Records from a dataset

_____

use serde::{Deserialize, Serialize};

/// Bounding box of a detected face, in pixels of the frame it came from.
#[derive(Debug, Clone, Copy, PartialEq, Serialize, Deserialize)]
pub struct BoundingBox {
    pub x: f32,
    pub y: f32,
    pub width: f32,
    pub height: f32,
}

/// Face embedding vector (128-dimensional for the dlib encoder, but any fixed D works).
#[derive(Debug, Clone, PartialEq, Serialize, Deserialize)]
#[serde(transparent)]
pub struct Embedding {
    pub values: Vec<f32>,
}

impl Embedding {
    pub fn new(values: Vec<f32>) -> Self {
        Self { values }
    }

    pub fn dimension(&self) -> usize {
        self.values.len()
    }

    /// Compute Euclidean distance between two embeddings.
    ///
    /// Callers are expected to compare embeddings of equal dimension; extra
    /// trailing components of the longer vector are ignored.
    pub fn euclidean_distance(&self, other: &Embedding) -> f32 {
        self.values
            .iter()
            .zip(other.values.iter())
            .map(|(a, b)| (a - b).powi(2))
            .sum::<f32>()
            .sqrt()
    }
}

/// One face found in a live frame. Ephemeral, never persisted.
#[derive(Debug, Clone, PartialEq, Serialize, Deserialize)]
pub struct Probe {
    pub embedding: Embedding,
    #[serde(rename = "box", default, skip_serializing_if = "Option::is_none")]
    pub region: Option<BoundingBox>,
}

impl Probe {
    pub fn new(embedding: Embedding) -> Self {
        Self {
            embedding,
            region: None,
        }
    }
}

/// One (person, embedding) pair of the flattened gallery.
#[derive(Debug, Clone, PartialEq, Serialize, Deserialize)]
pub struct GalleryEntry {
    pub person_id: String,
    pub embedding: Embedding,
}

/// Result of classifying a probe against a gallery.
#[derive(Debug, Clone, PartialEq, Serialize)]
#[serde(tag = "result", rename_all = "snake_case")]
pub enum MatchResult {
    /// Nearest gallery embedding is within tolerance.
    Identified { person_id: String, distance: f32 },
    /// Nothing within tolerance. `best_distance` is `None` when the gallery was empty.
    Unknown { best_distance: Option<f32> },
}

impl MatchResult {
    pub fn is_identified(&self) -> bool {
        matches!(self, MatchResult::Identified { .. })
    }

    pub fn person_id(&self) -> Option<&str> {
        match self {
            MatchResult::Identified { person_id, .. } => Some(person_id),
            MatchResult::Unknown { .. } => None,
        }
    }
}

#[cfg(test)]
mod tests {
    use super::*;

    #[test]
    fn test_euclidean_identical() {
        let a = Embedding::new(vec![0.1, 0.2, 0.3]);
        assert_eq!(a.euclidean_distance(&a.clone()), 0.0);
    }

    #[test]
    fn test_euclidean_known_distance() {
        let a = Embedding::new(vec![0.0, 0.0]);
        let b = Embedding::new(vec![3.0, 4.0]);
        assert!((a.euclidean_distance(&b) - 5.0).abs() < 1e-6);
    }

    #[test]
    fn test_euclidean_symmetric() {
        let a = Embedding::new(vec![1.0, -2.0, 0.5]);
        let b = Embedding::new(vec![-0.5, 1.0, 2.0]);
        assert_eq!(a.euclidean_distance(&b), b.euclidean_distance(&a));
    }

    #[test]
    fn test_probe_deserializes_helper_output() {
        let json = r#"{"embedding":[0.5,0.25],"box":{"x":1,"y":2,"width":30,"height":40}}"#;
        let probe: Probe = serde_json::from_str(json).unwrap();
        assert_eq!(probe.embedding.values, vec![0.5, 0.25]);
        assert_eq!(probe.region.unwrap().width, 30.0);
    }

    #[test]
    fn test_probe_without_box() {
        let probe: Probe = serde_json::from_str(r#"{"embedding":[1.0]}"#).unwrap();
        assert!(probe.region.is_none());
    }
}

_____

** EXERCISE **
Copy out, word for word, the part of the entries above that begins at the line with "pub fn is_identified(&self)" and ends at the line with "let b = Embedding::new(vec![-0.5, 1.0, 2.0]);", including both.

** RESPONSE TO THIS TASK **
    pub fn is_identified(&self) -> bool {
        matches!(self, MatchResult::Identified { .. })
    }

    pub fn person_id(&self) -> Option<&str> {
        match self {
            MatchResult::Identified { person_id, .. } => Some(person_id),
            MatchResult::Unknown { .. } => None,
        }
    }
}

#[cfg(test)]
mod tests {
    use super::*;

    #[test]
    fn test_euclidean_identical() {
        let a = Embedding::new(vec![0.1, 0.2, 0.3]);
        assert_eq!(a.euclidean_distance(&a.clone()), 0.0);
    }

    #[test]
    fn test_euclidean_known_distance() {
        let a = Embedding::new(vec![0.0, 0.0]);
        let b = Embedding::new(vec![3.0, 4.0]);
        assert!((a.euclidean_distance(&b) - 5.0).abs() < 1e-6);
    }

    #[test]
    fn test_euclidean_symmetric() {
        let a = Embedding::new(vec![1.0, -2.0, 0.5]);
        let b = Embedding::new(vec![-0.5, 1.0, 2.0]);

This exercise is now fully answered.